War memorial to the fallen of the First World War, designed by local architect Claude Kay and erected in 1921. Moved in the early 1990s when names of the fallen from the Second World War were added.
Reason for Listing
Horsham Carfax War Memorial, unveiled in 1921, is listed at Grade II for the following principal reasons: * Historic interest: as an eloquent witness to the tragic impact of world events on this community, and the sacrifices it has made in the conflicts of the C20; * Design: as a simple but elegant and well-proportioned Hopton Wood stone obelisk 17ft in height with a runic design open cross at the top. A bronze Crusader's downward-facing sword is superimposed to the front; * Context: occupying a prominent position within Horsham town centre and conservation area and with numerous listed buildings nearby, including the bandstand (listed in 1974 at Grade II) and a number of buildings within the historic centre of Carfax.
Horsham War Memorial was commissioned by public subscription to commemorate the 359 local men and boys who lost their lives during the First World War. A committee was formed on the 8 January 1919 to discuss the erection of a war memorial but the idea of a memorial to honour their dead was nothing new. It is probable that the council had had this question in mind since the end of 1914, when it was decided, with the assistance of Mr J B Morgan, who was at the time Electrical Engineer, to keep a register of all men joining the forces so that a Roll of Honour might be prepared. It was determined that a memorial in the form of an obelisk should be erected in Carfax and an appeal was launched for public subscriptions to meet the design and construction costs. An initial design for the memorial was created by Mr Arthur Walker but because the proposed design was so expensive it was dropped and the council asked for something simpler. The chosen local architect was Claude Kay who would later team up with Lt. Col Godman to design locally the original Capitol Theatre and Drill Hall. The unveiling was by Major General J C Young, Colonel of the County Regiment, the Royal Sussex, and dedicated by Revd Morley Headlam on 13 November 1921. It was originally situated below the bandstand in the direction of Market Square but was moved to its present position in Carfax in the early 1990s, when the names of the soldiers who died in the Second World War were added.In 2010 the War Memorial was re-dedicated following the extension of the memorial wall with new plaques bearing 60 additional names from the First World War. There is currently (2014) an intention to add the missing names of those who died from the Second World War to the memorial.
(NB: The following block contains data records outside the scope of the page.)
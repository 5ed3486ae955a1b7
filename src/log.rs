//! Initialisation of the logger used by the planning engine and sweeps.
//!
//! Messages go to the terminal (colourised if it supports it) and, optionally, to log files. The
//! level can be overridden with the `ECOPLAN_LOG_LEVEL` environment variable.
use anyhow::{Context, Result, bail};
use chrono::Local;
use fern::colors::{Color, ColoredLevelConfig};
use fern::{Dispatch, FormatCallback};
use log::{LevelFilter, Record};
use std::env;
use std::fmt::{Arguments, Display};
use std::fs::{File, OpenOptions};
use std::io::IsTerminal;
use std::path::Path;
use std::sync::OnceLock;

/// A flag indicating whether the logger has been initialised
static LOGGER_INIT: OnceLock<()> = OnceLock::new();

/// Environment variable which takes precedence over the level passed to [`init`]
pub const LOG_LEVEL_ENV_VAR: &str = "ECOPLAN_LOG_LEVEL";

/// The log level used when none is specified
const DEFAULT_LOG_LEVEL: &str = "info";

/// The file name for the log file containing informational and debug messages
const LOG_INFO_FILE_NAME: &str = "ecoplan_info.log";

/// The file name for the log file containing warnings and error messages
const LOG_ERROR_FILE_NAME: &str = "ecoplan_error.log";

/// Whether the logger has been initialised
pub fn is_logger_initialised() -> bool {
    LOGGER_INIT.get().is_some()
}

/// Convert a log level name (case-insensitive) into a [`LevelFilter`]
pub fn parse_log_level(level: &str) -> Result<LevelFilter> {
    Ok(match level.to_lowercase().as_str() {
        "off" => LevelFilter::Off,
        "error" => LevelFilter::Error,
        "warn" => LevelFilter::Warn,
        "info" => LevelFilter::Info,
        "debug" => LevelFilter::Debug,
        "trace" => LevelFilter::Trace,
        unknown => bail!("Unknown log level: {unknown}"),
    })
}

/// Initialise the logger.
///
/// The level is taken from the `ECOPLAN_LOG_LEVEL` environment variable if set, otherwise from
/// `log_level`, otherwise `info`. Possible levels are `off`, `error`, `warn`, `info`, `debug` and
/// `trace`.
///
/// # Arguments
///
/// * `log_level` - The preferred log level
/// * `log_file_path` - Folder in which to create log files (none are written if `None`)
///
/// # Returns
///
/// An error if the level is unknown, a log file cannot be created or the logger has already been
/// initialised
pub fn init(log_level: Option<&str>, log_file_path: Option<&Path>) -> Result<()> {
    if is_logger_initialised() {
        bail!("Logger already initialised");
    }

    let log_level = env::var(LOG_LEVEL_ENV_VAR)
        .unwrap_or_else(|_| log_level.unwrap_or(DEFAULT_LOG_LEVEL).to_string());
    let log_level = parse_log_level(&log_level)?;

    let colours = ColoredLevelConfig::new()
        .error(Color::Red)
        .warn(Color::Yellow)
        .info(Color::Green)
        .debug(Color::Blue)
        .trace(Color::Magenta);
    let use_colour_stdout = std::io::stdout().is_terminal();
    let use_colour_stderr = std::io::stderr().is_terminal();

    let mut dispatch = Dispatch::new()
        .chain(
            // Informational messages to stdout
            Dispatch::new()
                .filter(|metadata| metadata.level() > LevelFilter::Warn)
                .format(move |out, message, record| {
                    write_log_colour(out, message, record, use_colour_stdout, &colours);
                })
                .level(log_level)
                .chain(std::io::stdout()),
        )
        .chain(
            // Warnings and errors to stderr
            Dispatch::new()
                .format(move |out, message, record| {
                    write_log_colour(out, message, record, use_colour_stderr, &colours);
                })
                .level(log_level.min(LevelFilter::Warn))
                .chain(std::io::stderr()),
        );

    if let Some(log_file_path) = log_file_path {
        dispatch = dispatch
            .chain(
                Dispatch::new()
                    .filter(|metadata| metadata.level() > LevelFilter::Warn)
                    .format(write_log_plain)
                    .level(log_level.max(LevelFilter::Info))
                    .chain(create_log_file(log_file_path, LOG_INFO_FILE_NAME)?),
            )
            .chain(
                Dispatch::new()
                    .format(write_log_plain)
                    .level(LevelFilter::Warn)
                    .chain(create_log_file(log_file_path, LOG_ERROR_FILE_NAME)?),
            );
    }

    dispatch.apply().context("Logger already initialised")?;

    // `apply` fails if any logger is already set, so the flag cannot have been set before
    LOGGER_INIT
        .set(())
        .map_err(|()| anyhow::anyhow!("Logger already initialised"))?;

    Ok(())
}

/// Create (or truncate) a log file in the given folder
fn create_log_file(log_file_path: &Path, file_name: &str) -> Result<File> {
    let file_path = log_file_path.join(file_name);
    OpenOptions::new()
        .write(true)
        .create(true)
        .truncate(true)
        .open(&file_path)
        .with_context(|| format!("Could not create log file {}", file_path.display()))
}

/// Write a log line as `[time level target] message`
fn write_log<T: Display>(out: FormatCallback, level: T, target: &str, message: &Arguments) {
    let timestamp = Local::now().format("%H:%M:%S");

    out.finish(format_args!("[{timestamp} {level} {target}] {message}"));
}

/// Write to the log with no colours
fn write_log_plain(out: FormatCallback, message: &Arguments, record: &Record) {
    write_log(out, record.level(), record.target(), message);
}

/// Write to the log with optional colours
fn write_log_colour(
    out: FormatCallback,
    message: &Arguments,
    record: &Record,
    use_colour: bool,
    colours: &ColoredLevelConfig,
) {
    if use_colour {
        write_log(out, colours.color(record.level()), record.target(), message);
    } else {
        write_log_plain(out, message, record);
    }
}

#[cfg(test)]
mod tests {
    use super::*;
    use rstest::rstest;
    use tempfile::tempdir;

    #[rstest]
    #[case("off", LevelFilter::Off)]
    #[case("error", LevelFilter::Error)]
    #[case("WARN", LevelFilter::Warn)]
    #[case("Info", LevelFilter::Info)]
    #[case("debug", LevelFilter::Debug)]
    #[case("trace", LevelFilter::Trace)]
    fn test_parse_log_level(#[case] name: &str, #[case] expected: LevelFilter) {
        assert_eq!(parse_log_level(name).unwrap(), expected);
    }

    #[test]
    fn test_parse_log_level_unknown() {
        assert_eq!(
            parse_log_level("verbose").unwrap_err().to_string(),
            "Unknown log level: verbose"
        );
    }

    #[test]
    fn test_create_log_file() {
        let dir = tempdir().unwrap();
        create_log_file(dir.path(), LOG_INFO_FILE_NAME).unwrap();
        assert!(dir.path().join(LOG_INFO_FILE_NAME).is_file());

        assert!(create_log_file(&dir.path().join("missing"), LOG_ERROR_FILE_NAME).is_err());
    }
}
The memorial consists of a two-stepped base surmounted by a plinth and obelisk, with a large Runic cross incised at the top. A large bronze Crusader's sword is attached to the front west face of the obelisk pointing down. The entire assembly is 17ft high constructed from Hopton Wood stone. The lower base reads ‘IN PROUD AND GRATEFUL MEMORY OF THE MEN OF HORSHAM WHO GAVE THEIR LIVES FOR THEIR COUNTRY’. The north face contains the inscription ‘THE GREAT WAR 1914-1918’; whilst the opposite south side reads ‘THE SECOND WORLD WAR 1939-1945’. The memorial is set within a 12m by 5m area. Behind the obelisk is a brick wall with name tablets set into it. The rest of the area around the obelisk is surrounded by a low wall with a low iron fence on top. The tops of the railings depict poppies in various stages of bloom. On the outer aspect of the rear wall there are a series of ornate metal sculptures, each showing a different theme, sculpted by Edwin Russell. A central stone block on the rear wall has carved in large letters ‘IN PIAM MEMORIAM’. All of these structures contribute to the special interest of the principal structure.It originally had the names of 359 men, who died in the First World War inscribed on three panels around the base of the obelisk, but by 1929 the names on the panels had become worn so it was decided to inscribe the names on a separate stone wall in accordance with a plan produced by C G Atkinson. The obelisk was moved to its present position in Carfax in the early 1990s, when the names of the soldiers, who died in the Second World War, were added. The memorial was also extended in 2010 and now includes an additional 60 names from the First World War.